Abiodun pulled up behind a row of cars in front of Peace Lodge, Otunba Oluawo’s mansion in Osborne Foreshore estate, in Ikoyi. The fence of the property extended the length of the street. There were cars on both sides of the road. Ojo suspected that it had something to do with the crashed plane – Otunba was the trump card behind the man’s party. That the old man could spare the time to see Ojo during such a crisis increased Ojo’s apprehension. Perhaps he would reveal Ojo and his daughter’s divorce in front of all his political associates, thus ensuring Ojo became a total pariah.

There were extra guards at the gate that Ojo didn’t recognise: police officers, army personnel, and thugs who openly carried unregistered shotguns and smoked their weed close to the law enforcement officers. A security guard bowed as he shook hands with Ojo and he let him through the foot gate.

Ojo walked slowly across the cobblestone compound towards the main building; there were seven buildings in total, with the main mansion taking centre stage at the end of a long driveway.

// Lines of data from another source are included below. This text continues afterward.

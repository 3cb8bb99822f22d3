//! Stroke rasterization: integer line and circle walks.
//!
//! These functions only enumerate pixel centers; callers decide what a pixel
//! looks like (see [`VectorSurface`](super::VectorSurface), which stamps a
//! square pen at each one). Points may be off-canvas or repeated.

/// Walk the pixels of the segment `(x0, y0)`-`(x1, y1)`, endpoints included.
///
/// Bresenham's algorithm, all octants. A zero-length segment yields its
/// single point.
pub fn line(x0: i32, y0: i32, x1: i32, y1: i32, mut plot: impl FnMut(i32, i32)) {
    let (x0, y0, x1, y1) = (i64::from(x0), i64::from(y0), i64::from(x1), i64::from(y1));
    let dx = (x1 - x0).abs();
    let dy = -(y1 - y0).abs();
    let sx = if x0 < x1 { 1 } else { -1 };
    let sy = if y0 < y1 { 1 } else { -1 };
    let mut err = dx + dy;

    let (mut x, mut y) = (x0, y0);
    loop {
        // Every step stays between the i32 endpoints.
        #[allow(clippy::cast_possible_truncation)]
        let (px, py) = (x as i32, y as i32);
        plot(px, py);

        if x == x1 && y == y1 {
            break;
        }

        let e2 = 2 * err;
        if e2 >= dy {
            err += dy;
            x += sx;
        }
        if e2 <= dx {
            err += dx;
            y += sy;
        }
    }
}

/// Walk the outline of the circle of radius `r` centered on `(cx, cy)`.
///
/// Midpoint algorithm with eight-way symmetry. `r == 0` yields the center.
pub fn circle(cx: i32, cy: i32, r: u32, mut plot: impl FnMut(i32, i32)) {
    if r == 0 {
        plot(cx, cy);
        return;
    }

    let mut x = i64::from(r);
    let mut y = 0i64;
    let mut err = 0i64;
    let (cx, cy) = (i64::from(cx), i64::from(cy));

    let mut put = |px: i64, py: i64| {
        if let (Ok(px), Ok(py)) = (i32::try_from(px), i32::try_from(py)) {
            plot(px, py);
        }
    };

    while x >= y {
        put(cx + x, cy + y);
        put(cx + y, cy + x);
        put(cx - y, cy + x);
        put(cx - x, cy + y);
        put(cx - x, cy - y);
        put(cx - y, cy - x);
        put(cx + y, cy - x);
        put(cx + x, cy - y);

        y += 1;
        err += 1 + 2 * y;
        if 2 * (err - x) + 1 > 0 {
            x -= 1;
            err += 1 - 2 * x;
        }
    }
}

/// Top-left offset of a square pen of side `thickness` around its center.
///
/// Odd sizes are centered; even sizes lean down and right.
#[inline]
pub const fn pen_offset(thickness: u32) -> i32 {
    -((thickness.saturating_sub(1) / 2) as i32)
}
//! 24-bit BMP: uncompressed, bottom-up, BGR.
//!
//! The whole file is built in one pre-sized buffer and written with a single
//! `write_all`. Each pixel row is padded with zeros to a multiple of 4 bytes.

use crate::error::{CanvasError, Result};
use crate::raster::{Frame, Rgb};
use std::fs::File;
use std::io::{BufWriter, Write};
use std::path::Path;

/// File header (14) plus `BITMAPINFOHEADER` (40).
pub const HEADER_SIZE: usize = 54;

const FILE_HEADER_SIZE: usize = 14;
const INFO_HEADER_SIZE: u32 = 40;
const BITS_PER_PIXEL: u16 = 24;

/// Bytes per stored row, padding included.
#[inline]
pub const fn row_stride(width: u32) -> usize {
    (width as usize * 3 + 3) & !3
}

/// Total file size for a `width` x `height` image.
#[inline]
pub const fn file_size(width: u32, height: u32) -> usize {
    HEADER_SIZE + row_stride(width) * height as usize
}

/// Encode `frame` as a complete BMP file.
pub fn encode(frame: &Frame) -> Vec<u8> {
    let stride = row_stride(frame.width());
    let image_size = stride * frame.height() as usize;
    let mut out = Vec::with_capacity(HEADER_SIZE + image_size);

    // File header
    out.extend_from_slice(b"BM");
    put_u32(&mut out, len_u32(HEADER_SIZE + image_size));
    put_u16(&mut out, 0);
    put_u16(&mut out, 0);
    put_u32(&mut out, len_u32(HEADER_SIZE));

    // Info header
    put_u32(&mut out, INFO_HEADER_SIZE);
    put_u32(&mut out, frame.width());
    put_u32(&mut out, frame.height());
    put_u16(&mut out, 1);
    put_u16(&mut out, BITS_PER_PIXEL);
    put_u32(&mut out, 0);
    put_u32(&mut out, len_u32(image_size));
    for _ in 0..4 {
        put_u32(&mut out, 0);
    }
    debug_assert_eq!(out.len(), HEADER_SIZE);

    let padding = stride - frame.width() as usize * 3;
    for row in frame.rows().rev() {
        for pixel in row {
            out.extend_from_slice(&[pixel.b, pixel.g, pixel.r]);
        }
        out.extend(std::iter::repeat(0u8).take(padding));
    }

    out
}

/// Encode `frame` into `writer`.
///
/// # Errors
///
/// Returns an error if the underlying writer fails.
pub fn write_to<W: Write>(frame: &Frame, writer: &mut W) -> std::io::Result<()> {
    writer.write_all(&encode(frame))?;
    writer.flush()
}

/// Encode `frame` into a file at `path`, replacing any existing file.
///
/// # Errors
///
/// Returns [`CanvasError::Io`] if the file cannot be created or written. A
/// partially written file may be left behind.
pub fn save(frame: &Frame, path: impl AsRef<Path>) -> Result<()> {
    let path = path.as_ref();
    let mut writer = BufWriter::new(File::create(path)?);
    write_to(frame, &mut writer)?;
    log::debug!(
        "saved {}x{} bitmap to {}",
        frame.width(),
        frame.height(),
        path.display()
    );
    Ok(())
}

/// Decode a bitmap produced by [`encode`].
///
/// # Errors
///
/// Returns [`CanvasError::MalformedBitmap`] for anything other than an
/// uncompressed bottom-up 24-bit image with a 40-byte info header.
pub fn decode(bytes: &[u8]) -> Result<Frame> {
    if bytes.len() < HEADER_SIZE {
        return Err(malformed(format!("{} bytes is shorter than a header", bytes.len())));
    }
    if &bytes[..2] != b"BM" {
        return Err(malformed("missing BM signature"));
    }

    let offset = get_u32(bytes, 10) as usize;
    let info_size = get_u32(bytes, FILE_HEADER_SIZE);
    let width = get_i32(bytes, 18);
    let height = get_i32(bytes, 22);
    let planes = get_u16(bytes, 26);
    let bpp = get_u16(bytes, 28);
    let compression = get_u32(bytes, 30);

    if info_size != INFO_HEADER_SIZE {
        return Err(malformed(format!("unsupported info header size {info_size}")));
    }
    if planes != 1 || bpp != BITS_PER_PIXEL || compression != 0 {
        return Err(malformed(format!(
            "unsupported format: {planes} plane(s), {bpp} bpp, compression {compression}"
        )));
    }
    let (Ok(width), Ok(height)) = (u32::try_from(width), u32::try_from(height)) else {
        return Err(malformed(format!("unsupported dimensions {width}x{height}")));
    };
    if width == 0 || height == 0 {
        return Err(malformed(format!("empty image {width}x{height}")));
    }

    let stride = row_stride(width);
    let data = offset
        .checked_add(stride * height as usize)
        .and_then(|end| bytes.get(offset..end))
        .ok_or_else(|| malformed("pixel data truncated"))?;

    let mut pixels = Vec::with_capacity(width as usize * height as usize);
    for row in data.chunks_exact(stride).rev() {
        pixels.extend(
            row[..width as usize * 3]
                .chunks_exact(3)
                .map(|bgr| Rgb::new(bgr[2], bgr[1], bgr[0])),
        );
    }

    Frame::from_pixels(width, height, pixels).ok_or_else(|| malformed("pixel count mismatch"))
}

fn malformed(reason: impl Into<String>) -> CanvasError {
    CanvasError::MalformedBitmap(reason.into())
}

/// Header fields are 32-bit; frames never come close.
fn len_u32(len: usize) -> u32 {
    u32::try_from(len).unwrap_or(u32::MAX)
}

#[inline]
fn put_u16(out: &mut Vec<u8>, value: u16) {
    out.extend_from_slice(&value.to_le_bytes());
}

#[inline]
fn put_u32(out: &mut Vec<u8>, value: u32) {
    out.extend_from_slice(&value.to_le_bytes());
}

// Callers check the length against HEADER_SIZE first.
fn get_u16(bytes: &[u8], at: usize) -> u16 {
    u16::from_le_bytes([bytes[at], bytes[at + 1]])
}

fn get_u32(bytes: &[u8], at: usize) -> u32 {
    u32::from_le_bytes([bytes[at], bytes[at + 1], bytes[at + 2], bytes[at + 3]])
}

fn get_i32(bytes: &[u8], at: usize) -> i32 {
    i32::from_le_bytes([bytes[at], bytes[at + 1], bytes[at + 2], bytes[at + 3]])
}

#[cfg(test)]
mod tests {
    use super::*;
    use crate::raster::Raster;

    const RED: Rgb = Rgb::new(255, 0, 0);

    fn gradient(width: u32, height: u32) -> Frame {
        let mut frame = Raster::filled(width, height, Rgb::BLACK);
        for y in 0..height {
            for x in 0..width {
                frame.set(x as i32, y as i32, Rgb::new(x as u8, y as u8, (x ^ y) as u8));
            }
        }
        frame
    }

    #[test]
    fn test_row_stride() {
        assert_eq!(row_stride(1), 4);
        assert_eq!(row_stride(2), 8);
        assert_eq!(row_stride(3), 12);
        assert_eq!(row_stride(4), 12);
        assert_eq!(row_stride(5), 16);
    }

    #[test]
    fn test_two_by_two_red() {
        let frame = Raster::filled(2, 2, RED);
        let bytes = encode(&frame);
        assert_eq!(bytes.len(), 70);
        assert_eq!(&bytes[..2], b"BM");
        assert_eq!(get_u32(&bytes, 2), 70);
        assert_eq!(get_u32(&bytes, 10), 54);
        assert_eq!(get_u32(&bytes, 34), 16);
        assert_eq!(&bytes[54..62], &[0, 0, 255, 0, 0, 255, 0, 0]);

        let decoded = decode(&bytes).unwrap();
        assert!(decoded.pixels().iter().all(|&p| p == RED));
    }

    #[test]
    fn test_header_fields() {
        let bytes = encode(&gradient(5, 3));
        assert_eq!(bytes.len(), file_size(5, 3));
        assert_eq!(get_u32(&bytes, 14), 40);
        assert_eq!(get_i32(&bytes, 18), 5);
        assert_eq!(get_i32(&bytes, 22), 3);
        assert_eq!(get_u16(&bytes, 26), 1);
        assert_eq!(get_u16(&bytes, 28), 24);
        assert_eq!(get_u32(&bytes, 30), 0);
        assert!(bytes[38..54].iter().all(|&b| b == 0));
    }

    #[test]
    fn test_rows_bottom_up() {
        let mut frame = Raster::filled(1, 2, Rgb::BLACK);
        frame.set(0, 0, Rgb::new(1, 2, 3));
        let bytes = encode(&frame);
        // Bottom row first, then the top row in BGR order.
        assert_eq!(&bytes[54..58], &[0, 0, 0, 0]);
        assert_eq!(&bytes[58..62], &[3, 2, 1, 0]);
    }

    #[test]
    fn test_round_trip_padding() {
        for (w, h) in [(4, 4), (8, 3), (1, 1), (3, 5), (7, 2)] {
            let frame = gradient(w, h);
            assert_eq!(decode(&encode(&frame)).unwrap(), frame, "{w}x{h}");
        }
    }

    #[test]
    fn test_write_to() {
        let frame = gradient(3, 2);
        let mut sink = Vec::new();
        write_to(&frame, &mut sink).unwrap();
        assert_eq!(sink, encode(&frame));
    }

    #[test]
    fn test_decode_rejects() {
        let good = encode(&gradient(3, 3));
        assert!(matches!(decode(&good[..20]), Err(CanvasError::MalformedBitmap(_))));
        assert!(decode(&good[..good.len() - 1]).is_err());

        let mut bad_magic = good.clone();
        bad_magic[0] = b'X';
        assert!(decode(&bad_magic).is_err());

        let mut bad_bpp = good.clone();
        bad_bpp[28] = 32;
        assert!(decode(&bad_bpp).is_err());

        let mut top_down = good;
        top_down[22..26].copy_from_slice(&(-3i32).to_le_bytes());
        assert!(decode(&top_down).is_err());
    }

    #[test]
    fn test_save_missing_directory() {
        let frame = gradient(2, 2);
        let path = std::env::temp_dir().join("easel-no-such-dir").join("x.bmp");
        assert!(matches!(save(&frame, &path), Err(CanvasError::Io(_))));
    }

    #[test]
    fn test_save_writes_file() {
        let frame = gradient(6, 4);
        let path = std::env::temp_dir().join(format!("easel-bmp-{}.bmp", std::process::id()));
        save(&frame, &path).unwrap();
        let bytes = std::fs::read(&path).unwrap();
        let _ = std::fs::remove_file(&path);
        assert_eq!(decode(&bytes).unwrap(), frame);
    }
}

Standing in front of the door of the main house, Ojo considered turning round. Matilda had set him up and reported him to her father. The worst was done. Why was he here? To be told to behave himself? To be warned? To be fired as his daughter’s husband the way Otunba fired politicians who offended him? Perhaps it was time he held his middle finger up to her and to her family. What had they done for him, anyway? The old man had never sent a contract his way, introduced him to any of his powerful allies, or for that matter taken him into his confidence. If he turned back now and left, what was the worst that could happen? He had three million dollars in a bank account in the US that Matilda didn’t know about. He would survive without her family; only not in Nigeria.

His belly didn’t feel better for considering walking away. He pressed the bell and waited.

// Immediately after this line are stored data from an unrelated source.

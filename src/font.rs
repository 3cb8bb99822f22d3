//! Monospace glyph cells.
//!
//! Every printed character occupies one cell of `char_width` x `char_height`
//! pixels. Glyph shapes come from the 8x8 bitmaps in `font8x8`; a glyph's
//! bottom row holds descenders, so the bitmap is placed with its baseline
//! between rows 6 and 7.

use font8x8::{UnicodeFonts, BASIC_FONTS, BLOCK_FONTS, BOX_FONTS, GREEK_FONTS, LATIN_FONTS};

/// Side length of a glyph bitmap in pixels.
pub const GLYPH_SIZE: i32 = 8;

/// Rows of a glyph bitmap that sit above the baseline.
const GLYPH_ASCENT: i32 = 7;

/// Geometry of one glyph cell.
///
/// Cell sizes are never zero; [`FontMetrics::new`] is the only constructor.
#[derive(Debug, Clone, Copy, PartialEq, Eq, Hash)]
pub struct FontMetrics {
    char_width: u32,
    char_height: u32,
    char_ascent: u32,
}

impl FontMetrics {
    /// Create metrics; zero sizes are bumped to 1.
    pub const fn new(char_width: u32, char_height: u32, char_ascent: u32) -> Self {
        Self {
            char_width: if char_width == 0 { 1 } else { char_width },
            char_height: if char_height == 0 { 1 } else { char_height },
            char_ascent,
        }
    }

    /// Horizontal advance per character, in pixels.
    #[inline]
    pub const fn char_width(&self) -> u32 {
        self.char_width
    }

    /// Line height, in pixels.
    #[inline]
    pub const fn char_height(&self) -> u32 {
        self.char_height
    }

    /// Distance from the top of a cell to the baseline, in pixels.
    #[inline]
    pub const fn char_ascent(&self) -> u32 {
        self.char_ascent
    }

    /// Number of whole cells across `width` pixels.
    #[inline]
    pub const fn columns(&self, width: u32) -> u32 {
        width / self.char_width
    }

    /// Number of whole cells down `height` pixels.
    #[inline]
    pub const fn rows(&self, height: u32) -> u32 {
        height / self.char_height
    }
}

impl Default for FontMetrics {
    fn default() -> Self {
        Self::new(8, 10, 8)
    }
}

/// Look up the bitmap for a character, if any font block covers it.
pub fn glyph(ch: char) -> Option<[u8; 8]> {
    BASIC_FONTS
        .get(ch)
        .or_else(|| LATIN_FONTS.get(ch))
        .or_else(|| BOX_FONTS.get(ch))
        .or_else(|| BLOCK_FONTS.get(ch))
        .or_else(|| GREEK_FONTS.get(ch))
}

/// Offsets of the lit pixels of `ch`, relative to the top-left corner of a
/// cell drawn with `metrics`.
pub fn lit_pixels(ch: char, metrics: FontMetrics) -> impl Iterator<Item = (i32, i32)> {
    let top = metrics.char_ascent as i32 - GLYPH_ASCENT;
    let rows = glyph(ch).unwrap_or([0; 8]);
    rows.into_iter().enumerate().flat_map(move |(row, bits)| {
        (0..GLYPH_SIZE)
            .filter(move |col| (bits >> col) & 1 == 1)
            .map(move |col| (col, top + row as i32))
    })
}

/// Render `text` with its top-left corner at `(x, y)`, one cell per
/// grapheme, calling `plot` for every lit pixel.
///
/// Returns the number of cells advanced.
pub fn draw_str(
    text: &str,
    x: i32,
    y: i32,
    metrics: FontMetrics,
    mut plot: impl FnMut(i32, i32),
) -> usize {
    use unicode_segmentation::UnicodeSegmentation;

    let mut cells = 0;
    let mut pen_x = x;
    for grapheme in text.graphemes(true) {
        if let Some(ch) = grapheme.chars().next() {
            for (dx, dy) in lit_pixels(ch, metrics) {
                plot(pen_x + dx, y + dy);
            }
        }
        pen_x = pen_x.saturating_add_unsigned(metrics.char_width);
        cells += 1;
    }
    cells
}
//! Standard module library
//!
//! Collection of built-in modules for composing small numeric models

mod debug;
mod math;
mod vector;

pub use debug::TraceModule;
pub use math::{AddModule, ScaleModule};
pub use vector::{ConcatModule, LinearModule, ReluModule, SplitModule};

use composecore::GraphError;
use composeruntime::ModuleRegistry;
use std::sync::Arc;

/// Register all standard modules with a registry
pub fn register_all(registry: &mut ModuleRegistry) -> Result<(), GraphError> {
    registry.register(Arc::new(debug::TraceModuleFactory))?;
    registry.register(Arc::new(math::AddModuleFactory))?;
    registry.register(Arc::new(math::ScaleModuleFactory))?;
    registry.register(Arc::new(vector::ConcatModuleFactory))?;
    registry.register(Arc::new(vector::LinearModuleFactory))?;
    registry.register(Arc::new(vector::ReluModuleFactory))?;
    registry.register(Arc::new(vector::SplitModuleFactory))?;
    Ok(())
}
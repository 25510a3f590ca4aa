use std::path::PathBuf;
use thiserror::Error;

#[derive(Error, Debug)]
pub enum ComposeError {
    #[error("graph error: {0}")]
    Graph(#[from] GraphError),

    #[error("module error: {0}")]
    Module(#[from] ModuleError),

    #[error("config error: {0}")]
    Config(#[from] ConfigError),
}

/// Errors raised while building, scheduling or executing a graph
#[derive(Error, Debug)]
pub enum GraphError {
    #[error("'{0}' module not found in the graph config")]
    MissingSentinel(&'static str),

    #[error("'{0}' must be declared as a bare input-source list or mapping")]
    SentinelShape(&'static str),

    #[error("'cls' field not found for module '{0}'")]
    MissingClass(String),

    #[error("'inp_src' field not found for module '{0}'")]
    MissingSources(String),

    #[error("invalid input source format: {0}")]
    InvalidSourceRef(String),

    #[error("unknown module type '{0}'")]
    UnknownType(String),

    #[error("module type '{0}' is already registered")]
    DuplicateType(String),

    #[error("failed to construct module '{module}': {source}")]
    Construction {
        module: String,
        #[source]
        source: ModuleError,
    },

    #[error("expected {expected} input arguments for 'entry', got {actual}")]
    InputArity { expected: usize, actual: usize },

    #[error("output arity mismatch for module '{module}': expected {expected}, got {actual}")]
    OutputArity {
        module: String,
        expected: usize,
        actual: usize,
    },

    #[error("module '{module}' requires value '{reference}' which was never produced")]
    UnresolvedValue { module: String, reference: String },

    #[error("no instance registered for module '{0}'")]
    MissingInstance(String),
}

/// Failures internal to a single module or its factory
#[derive(Error, Debug)]
pub enum ModuleError {
    #[error("missing required input at slot {0}")]
    MissingInput(usize),

    #[error("invalid input for '{field}': expected {expected}")]
    InvalidInput { field: String, expected: String },

    #[error("configuration error: {0}")]
    Configuration(String),

    #[error("execution failed: {0}")]
    ExecutionFailed(String),
}

/// Errors from the configuration-file reader
#[derive(Error, Debug)]
pub enum ConfigError {
    #[error("config file {0} does not exist")]
    NotFound(PathBuf),

    #[error("{0} is not a regular file")]
    NotAFile(PathBuf),

    #[error("{0} is not a yaml file")]
    NotYaml(PathBuf),

    #[error("failed to read {path}: {source}")]
    Io {
        path: PathBuf,
        #[source]
        source: std::io::Error,
    },

    #[error("failed to parse {path}: {source}")]
    Parse {
        path: PathBuf,
        #[source]
        source: serde_yaml::Error,
    },

    #[error("invalid config structure: {0}")]
    Structure(String),
}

A servant led him through a large parlour full of men dressed in bulbous agbadas in animated exchange. Politicians. He was right, there was a political meeting going on at Peace Lodge. Perhaps he could turn back today and explain that he didn’t want to disturb the old man’s political affairs.

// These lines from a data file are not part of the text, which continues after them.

use composecore::{ConfigMap, Module, ModuleError, ModuleOutput, Value};
use composeruntime::ModuleFactory;

/// Affine map: `y = W x + b`
#[derive(Debug)]
pub struct LinearModule {
    weight: Vec<Vec<f64>>,
    bias: Vec<f64>,
}

impl Module for LinearModule {
    fn type_name(&self) -> &str {
        "nn.linear"
    }

    fn call(&self, inputs: &[Value]) -> Result<ModuleOutput, ModuleError> {
        let x = as_vector(inputs.first().ok_or(ModuleError::MissingInput(0))?)?;
        let mut y = Vec::with_capacity(self.weight.len());
        for (row, b) in self.weight.iter().zip(&self.bias) {
            if row.len() != x.len() {
                return Err(ModuleError::InvalidInput {
                    field: "input".to_string(),
                    expected: format!("a vector of length {}, got {}", row.len(), x.len()),
                });
            }
            let dot: f64 = row.iter().zip(&x).map(|(w, v)| w * v).sum();
            y.push(Value::Float(dot + b));
        }
        Ok(ModuleOutput::single(y))
    }
}

pub struct LinearModuleFactory;

impl ModuleFactory for LinearModuleFactory {
    fn type_name(&self) -> &str {
        "nn.linear"
    }

    fn create(&self, config: &ConfigMap) -> Result<Box<dyn Module>, ModuleError> {
        let weight = config
            .get("weight")
            .and_then(Value::as_list)
            .ok_or_else(|| ModuleError::Configuration("missing 'weight' matrix".to_string()))?
            .iter()
            .map(|row| {
                row.as_list()
                    .and_then(|items| items.iter().map(Value::as_f64).collect::<Option<Vec<f64>>>())
                    .ok_or_else(|| {
                        ModuleError::Configuration(
                            "'weight' must be a list of numeric rows".to_string(),
                        )
                    })
            })
            .collect::<Result<Vec<Vec<f64>>, ModuleError>>()?;

        let bias = match config.get("bias").and_then(Value::as_list) {
            Some(items) => items
                .iter()
                .map(Value::as_f64)
                .collect::<Option<Vec<f64>>>()
                .ok_or_else(|| {
                    ModuleError::Configuration("'bias' must be a list of numbers".to_string())
                })?,
            None => vec![0.0; weight.len()],
        };
        if bias.len() != weight.len() {
            return Err(ModuleError::Configuration(format!(
                "'bias' length {} does not match {} weight rows",
                bias.len(),
                weight.len()
            )));
        }
        Ok(Box::new(LinearModule { weight, bias }))
    }
}

/// Elementwise `max(0, x)`
#[derive(Debug)]
pub struct ReluModule;

impl Module for ReluModule {
    fn type_name(&self) -> &str {
        "nn.relu"
    }

    fn call(&self, inputs: &[Value]) -> Result<ModuleOutput, ModuleError> {
        let value = inputs.first().ok_or(ModuleError::MissingInput(0))?;
        match value {
            Value::List(_) => {
                let x = as_vector(value)?;
                let y: Vec<Value> = x.iter().map(|n| Value::Float(n.max(0.0))).collect();
                Ok(ModuleOutput::single(y))
            }
            _ => {
                let n = value.as_f64().ok_or_else(|| vector_err("input"))?;
                Ok(ModuleOutput::single(n.max(0.0)))
            }
        }
    }
}

pub struct ReluModuleFactory;

impl ModuleFactory for ReluModuleFactory {
    fn type_name(&self) -> &str {
        "nn.relu"
    }

    fn create(&self, _config: &ConfigMap) -> Result<Box<dyn Module>, ModuleError> {
        Ok(Box::new(ReluModule))
    }
}

/// Join two vectors end to end
#[derive(Debug)]
pub struct ConcatModule;

impl Module for ConcatModule {
    fn type_name(&self) -> &str {
        "tensor.concat"
    }

    fn call(&self, inputs: &[Value]) -> Result<ModuleOutput, ModuleError> {
        let lhs = inputs.first().ok_or(ModuleError::MissingInput(0))?;
        let rhs = inputs.get(1).ok_or(ModuleError::MissingInput(1))?;
        let (Value::List(a), Value::List(b)) = (lhs, rhs) else {
            return Err(vector_err("inputs"));
        };
        let mut joined = a.clone();
        joined.extend(b.iter().cloned());
        Ok(ModuleOutput::single(joined))
    }
}

pub struct ConcatModuleFactory;

impl ModuleFactory for ConcatModuleFactory {
    fn type_name(&self) -> &str {
        "tensor.concat"
    }

    fn create(&self, _config: &ConfigMap) -> Result<Box<dyn Module>, ModuleError> {
        Ok(Box::new(ConcatModule))
    }
}

/// Split a vector at a fixed index into two outputs
#[derive(Debug)]
pub struct SplitModule {
    index: usize,
}

impl Module for SplitModule {
    fn type_name(&self) -> &str {
        "tensor.split"
    }

    fn call(&self, inputs: &[Value]) -> Result<ModuleOutput, ModuleError> {
        let value = inputs.first().ok_or(ModuleError::MissingInput(0))?;
        let Value::List(items) = value else {
            return Err(vector_err("input"));
        };
        if self.index > items.len() {
            return Err(ModuleError::InvalidInput {
                field: "input".to_string(),
                expected: format!("a list of at least {} items, got {}", self.index, items.len()),
            });
        }
        let (head, tail) = items.split_at(self.index);
        Ok(ModuleOutput::tuple(vec![
            Value::List(head.to_vec()),
            Value::List(tail.to_vec()),
        ]))
    }
}

pub struct SplitModuleFactory;

impl ModuleFactory for SplitModuleFactory {
    fn type_name(&self) -> &str {
        "tensor.split"
    }

    fn create(&self, config: &ConfigMap) -> Result<Box<dyn Module>, ModuleError> {
        let index = config
            .get("index")
            .and_then(Value::as_i64)
            .ok_or_else(|| ModuleError::Configuration("missing 'index'".to_string()))?;
        if index < 0 {
            return Err(ModuleError::Configuration(
                "'index' must be non-negative".to_string(),
            ));
        }
        Ok(Box::new(SplitModule {
            index: index as usize,
        }))
    }
}

fn as_vector(value: &Value) -> Result<Vec<f64>, ModuleError> {
    value
        .as_list()
        .and_then(|items| {
            items
                .iter()
                .map(Value::as_f64)
                .collect::<Option<Vec<f64>>>()
        })
        .ok_or_else(|| vector_err("input"))
}

fn vector_err(field: &str) -> ModuleError {
    ModuleError::InvalidInput {
        field: field.to_string(),
        expected: "a list of numbers".to_string(),
    }
}
//! Graph assembly and execution runtime
//!
//! This crate provides the engine that turns a declarative [`GraphSpec`]
//! into an executable pipeline: the module registry, the graph builder,
//! the dataflow scheduler, the sequential executor, and the YAML config
//! reader.
//!
//! [`GraphSpec`]: composecore::GraphSpec

pub mod config;
mod executor;
mod graph;
mod registry;
mod schedule;

pub use executor::GraphOutput;
pub use graph::{ComposedGraph, CompositeFactory, GraphBuilder, GraphPlan};
pub use registry::{CollisionPolicy, ModuleFactory, ModuleRegistry};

The servant opened the door to Otunba’s private parlour where Ojo had first met the man almost two decades earlier. He stopped. Otunba, sitting alone at the end of the room, stared directly at him from the middle of a sofa. On either side of him sat chiefs of the ruling party that Otunba had helped form. The men stopped talking when Ojo stepped in and turned to him. Ojo’s belly felt even weaker and his heart began pounding. He took a step forward and a man stood, gathering the hem of his agbada over his shoulder. Ojo balked as the man approached him. It was Muhammad Kano, two-time governor of Taraba state and now a senator. He held out his hands to Ojo. ‘Your Excellency,’ he said, smiling as he shook Ojo’s hands. The other men and women in the room got up too and walked up to Ojo, surrounding him, and taking turns to shake his hand, each of them addressing him as Your Excellency. Ojo looked past the politicians at Otunba, the only one still seated. The old kingmaker was smiling at his son-in-law.